La guerre en Ukraine affecte la sécurité énergétique, mais aussi l’approvisionnement en lécithine, tirée de l’huile de tournesol – un émulsifiant naturel qui contribue à lier entre eux les différents ingrédients du chocolat. Mais la principale préoccupation de la branche porte sur la hausse du coût des matières premières helvétiques dont les prix sont protégés. Le sucre et le lait notamment, explique Urs Furrer, directeur de Chocosuisse, la Fédération des fabricants suisses de chocolat.

«Nous sommes inquiets de voir les consommateurs moins disposés à payer des prix élevés du fait de la situation économique. Une réalité qui affecte tout particulièrement les produits premium comme le chocolat suisse, bien davantage que les produits de masse bon marché.»

Revenu de subsistance

Tandis que les fabricants se tracassent pour leurs profits, les producteurs s’inquiètent pour les revenus de leurs cultivateurs…
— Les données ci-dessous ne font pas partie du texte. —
//! Network backends.
//!
//! A [`Transport`] performs exactly one HTTP exchange for a fully prepared
//! [`RequestDescriptor`] (absolute URL, final headers). It does not interpret
//! statuses: any response that arrives is returned as a [`RawResponse`], and
//! only a failure to get a response at all is an error.
//!
//! [`ReqwestTransport`] is the production backend. Tests and embedders can
//! supply their own.

use crate::client::ClientConfig;
use crate::error::{ApiError, Result};
use crate::types::{ErrorBody, ProgressCallback, RawResponse, RequestBody, RequestDescriptor, UploadFile};
use async_trait::async_trait;
use bytes::Bytes;
use futures::stream::{self, BoxStream, StreamExt};
use http::header::{HeaderMap, HeaderName, HeaderValue};
use std::time::Duration;

/// Stream of body chunks for server-push responses.
pub type ByteStream = BoxStream<'static, Result<Bytes>>;

/// Size of the chunks a multipart upload is handed to the network in.
const UPLOAD_CHUNK_SIZE: usize = 64 * 1024;

/// One HTTP exchange.
#[async_trait]
pub trait Transport: Send + Sync {
    /// Send the request and buffer the whole response.
    async fn send(&self, request: &RequestDescriptor) -> Result<RawResponse>;

    /// Send the request and stream the response body.
    ///
    /// Non-2xx statuses are reported as errors, since there is no body to stream.
    async fn open_stream(&self, request: &RequestDescriptor) -> Result<ByteStream>;
}

/// [`Transport`] backed by `reqwest`.
#[derive(Clone)]
pub struct ReqwestTransport {
    client: reqwest::Client,
}

impl ReqwestTransport {
    /// Build a transport with the config's timeout and default headers.
    ///
    /// If the underlying client cannot be built, the error is logged and a
    /// bare `reqwest::Client` is used instead. Use [`try_new`](Self::try_new)
    /// to handle the failure.
    pub fn new(config: &ClientConfig) -> Self {
        Self::try_new(config).unwrap_or_else(|err| {
            tracing::error!(
                error = %err,
                "failed to build HTTP client; falling back to defaults without timeout or default headers"
            );
            Self::with_client(reqwest::Client::new())
        })
    }

    /// Build a transport with the config's timeout and default headers.
    pub fn try_new(config: &ClientConfig) -> Result<Self> {
        let mut default_headers = HeaderMap::new();
        for (name, value) in &config.default_headers {
            match (
                HeaderName::from_bytes(name.as_bytes()),
                HeaderValue::from_str(value),
            ) {
                (Ok(name), Ok(value)) => {
                    default_headers.insert(name, value);
                }
                _ => tracing::warn!(header = %name, "ignoring invalid default header"),
            }
        }

        let client = reqwest::Client::builder()
            .timeout(Duration::from_millis(config.request_timeout_ms))
            .pool_idle_timeout(Duration::from_secs(90))
            .default_headers(default_headers)
            .build()
            .map_err(|e| ApiError::InvalidRequest(format!("cannot build HTTP client: {e}")))?;

        Ok(Self { client })
    }

    /// Wrap an existing `reqwest::Client`.
    pub fn with_client(client: reqwest::Client) -> Self {
        Self { client }
    }

    fn build(&self, request: &RequestDescriptor) -> Result<reqwest::RequestBuilder> {
        let mut builder = self
            .client
            .request(request.method.clone(), &request.url)
            .headers(request.headers.clone());

        if !request.params.is_empty() {
            builder = builder.query(&request.params);
        }

        builder = match &request.body {
            RequestBody::Empty => builder,
            RequestBody::Json(value) => builder.json(value),
            RequestBody::File { file, progress } => {
                builder.multipart(multipart_form(file, progress.clone())?)
            }
        };

        Ok(builder)
    }
}

#[async_trait]
impl Transport for ReqwestTransport {
    async fn send(&self, request: &RequestDescriptor) -> Result<RawResponse> {
        let response = self.build(request)?.send().await?;

        let status = response.status().as_u16();
        let headers = response.headers().clone();
        let body = response.bytes().await?;

        Ok(RawResponse {
            status,
            headers,
            body,
        })
    }

    async fn open_stream(&self, request: &RequestDescriptor) -> Result<ByteStream> {
        let response = self.build(request)?.send().await?;

        let status = response.status().as_u16();
        if !response.status().is_success() {
            let body = response.bytes().await.unwrap_or_default();
            return Err(ApiError::from_status(
                status,
                ErrorBody::from_response_bytes(&body),
            ));
        }

        Ok(response
            .bytes_stream()
            .map(|chunk| chunk.map_err(ApiError::from))
            .boxed())
    }
}

/// Build the multipart form for an upload, reporting progress as chunks are
/// pulled by the network.
fn multipart_form(
    file: &UploadFile,
    progress: Option<ProgressCallback>,
) -> Result<reqwest::multipart::Form> {
    let total = file.len() as u64;
    let part = match progress {
        Some(progress) => {
            if total == 0 {
                progress.report(1.0);
            }
            let body = reqwest::Body::wrap_stream(progress_stream(file.bytes.clone(), progress));
            reqwest::multipart::Part::stream_with_length(body, total)
        }
        None => reqwest::multipart::Part::bytes(file.bytes.to_vec()),
    };

    let part = part
        .file_name(file.file_name.clone())
        .mime_str(&file.content_type)
        .map_err(|e| ApiError::InvalidRequest(format!("bad content type: {e}")))?;

    Ok(reqwest::multipart::Form::new().part(file.field_name.clone(), part))
}

/// Split `bytes` into chunks, reporting the fraction sent as each is yielded.
fn progress_stream(
    bytes: Bytes,
    progress: ProgressCallback,
) -> impl futures::Stream<Item = std::result::Result<Bytes, std::io::Error>> + Send + Sync + 'static {
    let total = bytes.len();
    let mut sent = 0usize;
    let chunks = (0..total)
        .step_by(UPLOAD_CHUNK_SIZE)
        .map(move |start| bytes.slice(start..(start + UPLOAD_CHUNK_SIZE).min(total)))
        .collect::<Vec<_>>();

    stream::iter(chunks.into_iter().map(move |chunk| {
        sent += chunk.len();
        progress.report(sent as f64 / total as f64);
        Ok(chunk)
    }))
}

#[cfg(test)]
mod tests {
    use super::*;
    use parking_lot::Mutex;
    use std::sync::Arc;

    #[test]
    fn test_try_new_skips_invalid_default_headers() {
        let mut config = ClientConfig::default();
        config
            .default_headers
            .push(("bad header".to_string(), "x".to_string()));
        assert!(ReqwestTransport::try_new(&config).is_ok());
    }

    #[tokio::test]
    async fn test_progress_stream_reports_fractions() {
        let seen = Arc::new(Mutex::new(Vec::new()));
        let sink = seen.clone();
        let bytes = Bytes::from(vec![7u8; UPLOAD_CHUNK_SIZE * 2 + 10]);

        let chunks: Vec<Bytes> = progress_stream(bytes, ProgressCallback::new(move |f| sink.lock().push(f)))
            .map(|chunk| chunk.unwrap())
            .collect()
            .await;

        assert_eq!(chunks.len(), 3);
        assert_eq!(chunks[2].len(), 10);
        let seen = seen.lock();
        assert_eq!(seen.len(), 3);
        assert!(seen.windows(2).all(|w| w[0] < w[1]));
        assert_eq!(*seen.last().unwrap(), 1.0);
    }
}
Selon un rapport publié en août par la plateforme d’études de marché MarketsandMarkets, le marché mondial du cacao pèse annuellement près de 128 milliards de dollars US. Or, s’ils représentent ensemble 60% de la production mondiale de fèves de qualité élevée nécessaires à la fabrication du chocolat, Ghana et Côte d’Ivoire affirment n’empocher que 6 milliards de dollars de ce gâteau.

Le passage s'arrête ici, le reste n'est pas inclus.